» **Your assignment**
An identical copy of the data below is needed.

________

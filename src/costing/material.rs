//! Material cost - fabric and trim consumption with waste

use crate::entities::bom::BomLine;

/// Sum of `consumption * (1 + waste% / 100) * unit_price` over all lines.
///
/// Currencies are summed nominally; mixed-currency BOMs are not converted.
pub fn material_cost(lines: &[BomLine]) -> f64 {
    lines.iter().fold(0.0, |sum, line| sum + line.cost())
}
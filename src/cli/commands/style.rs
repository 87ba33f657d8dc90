//! `plm style` command - Create, list and show styles

use clap::Subcommand;
use console::style;
use miette::Result;
use serde::Serialize;

use crate::cli::helpers::{check_mark, truncate_str, Money};
use crate::cli::session::parse_style_id;
use crate::cli::table::{emit, Table};
use crate::cli::{GlobalOpts, OutputFormat, Session};
use crate::core::identity::EntityId;
use crate::core::loader;
use crate::entities::defaults::sample_dossier;
use crate::entities::{Stage, Style, StyleDossier};

#[derive(Subcommand, Debug)]
pub enum StyleCommands {
    /// Create a new, empty style in the workspace
    New(NewArgs),

    /// List styles in the workspace
    List,

    /// Show the selected style
    Show,
}

#[derive(clap::Args, Debug)]
pub struct NewArgs {
    /// Style id (STYLE-FW25-HOODIE-001, or just FW25-HOODIE-001)
    pub id: String,

    /// Style title
    #[arg(long, short = 't')]
    pub title: String,

    #[arg(long)]
    pub season: Option<String>,

    #[arg(long)]
    pub manager: Option<String>,

    #[arg(long)]
    pub colorway: Option<String>,

    /// Lifecycle stage (idea, definition, proto, quote, validation, rtm, live)
    #[arg(long, default_value = "idea")]
    pub stage: Stage,
}

#[derive(Serialize)]
struct StyleSummary<'a> {
    id: &'a EntityId,
    title: &'a str,
    stage: Stage,
    season: &'a str,
    manager: &'a str,
    fob: f64,
}

impl<'a> StyleSummary<'a> {
    fn of(dossier: &'a StyleDossier) -> Self {
        Self {
            id: dossier.id(),
            title: &dossier.style.title,
            stage: dossier.style.stage,
            season: &dossier.style.season,
            manager: &dossier.style.manager,
            fob: dossier.costing().fob,
        }
    }
}

pub fn run(cmd: StyleCommands, global: &GlobalOpts) -> Result<()> {
    let session = Session::open(global)?;
    match cmd {
        StyleCommands::New(args) => run_new(&session, args),
        StyleCommands::List => run_list(&session),
        StyleCommands::Show => run_show(&session),
    }
}

fn run_new(session: &Session, args: NewArgs) -> Result<()> {
    let project = session.require_project()?;
    let id = parse_style_id(&args.id)?;

    if project.style_path(&id).exists() {
        return Err(miette::miette!("style {} already exists", id));
    }

    let mut new_style = Style::new(id.clone(), args.title);
    new_style.stage = args.stage;
    new_style.season = args.season.unwrap_or_default();
    new_style.colorway = args.colorway.unwrap_or_default();
    new_style.manager = args.manager.unwrap_or_else(|| session.config.author());

    let path = session.save(&StyleDossier::new(new_style))?;

    if session.global.quiet {
        println!("{}", id);
    } else {
        println!(
            "{} Created style {}",
            style("✓").green(),
            style(&id).cyan()
        );
        println!("   {}", style(path.display()).dim());
    }
    Ok(())
}

fn run_list(session: &Session) -> Result<()> {
    let dossiers = match session.project() {
        Some(project) => loader::load_all(project),
        None => vec![sample_dossier()],
    };

    if dossiers.is_empty() {
        session.note("No styles found. Create one with 'plm style new'.");
        return Ok(());
    }

    let summaries: Vec<StyleSummary<'_>> = dossiers.iter().map(StyleSummary::of).collect();
    emit(session.format(), &summaries, &style_table(&summaries, &session.money()))
}

fn style_table(summaries: &[StyleSummary<'_>], money: &Money) -> Table {
    let mut table = Table::new(["ID", "Title", "Stage", "Season", "Manager", "FOB"]);
    for s in summaries {
        table.push_row([
            s.id.to_string(),
            truncate_str(s.title, 30),
            s.stage.to_string(),
            s.season.to_string(),
            s.manager.to_string(),
            money.plain(s.fob),
        ]);
    }
    table
}

fn run_show(session: &Session) -> Result<()> {
    let loaded = session.load()?;
    let dossier = &loaded.dossier;

    match session.format() {
        OutputFormat::Auto => {
            print!("{}", render_header(dossier, &session.money()));
            Ok(())
        }
        format => emit(format, dossier, &header_table(dossier)),
    }
}

fn render_header(dossier: &StyleDossier, money: &Money) -> String {
    let s = &dossier.style;
    let mut out = String::new();

    out.push_str(&format!("{}\n", style(&s.title).bold()));
    out.push_str(&format!("{}\n", style(&s.id).cyan()));
    out.push_str(&format!(
        "Stage: {}   Season: {}   Colorway: {}   Manager: {}\n",
        s.stage, s.season, s.colorway, s.manager
    ));

    if !s.gates.is_empty() {
        out.push_str(&format!("\nGates ({}/{})\n", s.gates_done(), s.gates.len()));
        for gate in &s.gates {
            out.push_str(&format!("  {} {}\n", check_mark(gate.done), gate.label));
        }
    }

    if !s.milestones.is_empty() {
        out.push_str("\nMilestones\n");
        for m in &s.milestones {
            out.push_str(&format!("  {} {:<12} {}\n", check_mark(m.done), m.date, m.label));
        }
    }

    if !s.risks.is_empty() {
        out.push_str("\nCritical risks\n");
        for risk in &s.risks {
            out.push_str(&format!("  {} {}\n", style("!").red(), risk));
        }
    }

    let costing = dossier.costing();
    out.push_str(&format!(
        "\nBOM lines: {}   Operations: {}   FOB: {}\n",
        dossier.bom.len(),
        dossier.operations.len(),
        money.format(costing.fob)
    ));
    out
}

fn header_table(dossier: &StyleDossier) -> Table {
    let s = &dossier.style;
    let mut table = Table::new(["Field", "Value"]);
    table.push_row(["ID".to_string(), s.id.to_string()]);
    table.push_row(["Title".to_string(), s.title.clone()]);
    table.push_row(["Stage".to_string(), s.stage.to_string()]);
    table.push_row(["Season".to_string(), s.season.clone()]);
    table.push_row(["Colorway".to_string(), s.colorway.clone()]);
    table.push_row(["Manager".to_string(), s.manager.clone()]);
    table.push_row([
        "Gates".to_string(),
        format!("{}/{}", s.gates_done(), s.gates.len()),
    ]);
    table.push_row(["Risks".to_string(), s.risks.join("; ")]);
    table
}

________

» **Response area**
filename src/costing/material.rs
//! Material cost - fabric and trim consumption with waste

use crate::entities::bom::BomLine;

/// Sum of `consumption * (1 + waste% / 100) * unit_price` over all lines.
///
/// Currencies are summed nominally; mixed-currency BOMs are not converted.
pub fn material_cost(lines: &[BomLine]) -> f64 {
    lines.iter().fold(0.0, |sum, line| sum + line.cost())
}
filename src/cli/commands/style.rs
repository 87ba33f657d8dc90
//! `plm style` command - Create, list and show styles

use clap::Subcommand;
use console::style;
use miette::Result;
use serde::Serialize;

use crate::cli::helpers::{check_mark, truncate_str, Money};
use crate::cli::session::parse_style_id;
use crate::cli::table::{emit, Table};
use crate::cli::{GlobalOpts, OutputFormat, Session};
use crate::core::identity::EntityId;
use crate::core::loader;
use crate::entities::defaults::sample_dossier;
use crate::entities::{Stage, Style, StyleDossier};

#[derive(Subcommand, Debug)]
pub enum StyleCommands {
    /// Create a new, empty style in the workspace
    New(NewArgs),

    /// List styles in the workspace
    List,

    /// Show the selected style
    Show,
}

#[derive(clap::Args, Debug)]
pub struct NewArgs {
    /// Style id (STYLE-FW25-HOODIE-001, or just FW25-HOODIE-001)
    pub id: String,

    /// Style title
    #[arg(long, short = 't')]
    pub title: String,

    #[arg(long)]
    pub season: Option<String>,

    #[arg(long)]
    pub manager: Option<String>,

    #[arg(long)]
    pub colorway: Option<String>,

    /// Lifecycle stage (idea, definition, proto, quote, validation, rtm, live)
    #[arg(long, default_value = "idea")]
    pub stage: Stage,
}

#[derive(Serialize)]
struct StyleSummary<'a> {
    id: &'a EntityId,
    title: &'a str,
    stage: Stage,
    season: &'a str,
    manager: &'a str,
    fob: f64,
}

impl<'a> StyleSummary<'a> {
    fn of(dossier: &'a StyleDossier) -> Self {
        Self {
            id: dossier.id(),
            title: &dossier.style.title,
            stage: dossier.style.stage,
            season: &dossier.style.season,
            manager: &dossier.style.manager,
            fob: dossier.costing().fob,
        }
    }
}

pub fn run(cmd: StyleCommands, global: &GlobalOpts) -> Result<()> {
    let session = Session::open(global)?;
    match cmd {
        StyleCommands::New(args) => run_new(&session, args),
        StyleCommands::List => run_list(&session),
        StyleCommands::Show => run_show(&session),
    }
}

fn run_new(session: &Session, args: NewArgs) -> Result<()> {
    let project = session.require_project()?;
    let id = parse_style_id(&args.id)?;

    if project.style_path(&id).exists() {
        return Err(miette::miette!("style {} already exists", id));
    }

    let mut new_style = Style::new(id.clone(), args.title);
    new_style.stage = args.stage;
    new_style.season = args.season.unwrap_or_default();
    new_style.colorway = args.colorway.unwrap_or_default();
    new_style.manager = args.manager.unwrap_or_else(|| session.config.author());

    let path = session.save(&StyleDossier::new(new_style))?;

    if session.global.quiet {
        println!("{}", id);
    } else {
        println!(
            "{} Created style {}",
            style("✓").green(),
            style(&id).cyan()
        );
        println!("   {}", style(path.display()).dim());
    }
    Ok(())
}

fn run_list(session: &Session) -> Result<()> {
    let dossiers = match session.project() {
        Some(project) => loader::load_all(project),
        None => vec![sample_dossier()],
    };

    if dossiers.is_empty() {
        session.note("No styles found. Create one with 'plm style new'.");
        return Ok(());
    }

    let summaries: Vec<StyleSummary<'_>> = dossiers.iter().map(StyleSummary::of).collect();
    emit(session.format(), &summaries, &style_table(&summaries, &session.money()))
}

fn style_table(summaries: &[StyleSummary<'_>], money: &Money) -> Table {
    let mut table = Table::new(["ID", "Title", "Stage", "Season", "Manager", "FOB"]);
    for s in summaries {
        table.push_row([
            s.id.to_string(),
            truncate_str(s.title, 30),
            s.stage.to_string(),
            s.season.to_string(),
            s.manager.to_string(),
            money.plain(s.fob),
        ]);
    }
    table
}

fn run_show(session: &Session) -> Result<()> {
    let loaded = session.load()?;
    let dossier = &loaded.dossier;

    match session.format() {
        OutputFormat::Auto => {
            print!("{}", render_header(dossier, &session.money()));
            Ok(())
        }
        format => emit(format, dossier, &header_table(dossier)),
    }
}

fn render_header(dossier: &StyleDossier, money: &Money) -> String {
    let s = &dossier.style;
    let mut out = String::new();

    out.push_str(&format!("{}\n", style(&s.title).bold()));
    out.push_str(&format!("{}\n", style(&s.id).cyan()));
    out.push_str(&format!(
        "Stage: {}   Season: {}   Colorway: {}   Manager: {}\n",
        s.stage, s.season, s.colorway, s.manager
    ));

    if !s.gates.is_empty() {
        out.push_str(&format!("\nGates ({}/{})\n", s.gates_done(), s.gates.len()));
        for gate in &s.gates {
            out.push_str(&format!("  {} {}\n", check_mark(gate.done), gate.label));
        }
    }

    if !s.milestones.is_empty() {
        out.push_str("\nMilestones\n");
        for m in &s.milestones {
            out.push_str(&format!("  {} {:<12} {}\n", check_mark(m.done), m.date, m.label));
        }
    }

    if !s.risks.is_empty() {
        out.push_str("\nCritical risks\n");
        for risk in &s.risks {
            out.push_str(&format!("  {} {}\n", style("!").red(), risk));
        }
    }

    let costing = dossier.costing();
    out.push_str(&format!(
        "\nBOM lines: {}   Operations: {}   FOB: {}\n",
        dossier.bom.len(),
        dossier.operations.len(),
        money.format(costing.fob)
    ));
    out
}

fn header_table(dossier: &StyleDossier) -> Table {
    let s = &dossier.style;
    let mut table = Table::new(["Field", "Value"]);
    table.push_row(["ID".to_string(), s.id.to_string()]);
    table.push_row(["Title".to_string(), s.title.clone()]);
    table.push_row(["Stage".to_string(), s.stage.to_string()]);
    table.push_row(["Season".to_string(), s.season.clone()]);
    table.push_row(["Colorway".to_string(), s.colorway.clone()]);
    table.push_row(["Manager".to_string(), s.manager.clone()]);
    table.push_row([
        "Gates".to_string(),
        format!("{}/{}", s.gates_done(), s.gates.len()),
    ]);
    table.push_row(["Risks".to_string(), s.risks.join("; ")]);
    table
}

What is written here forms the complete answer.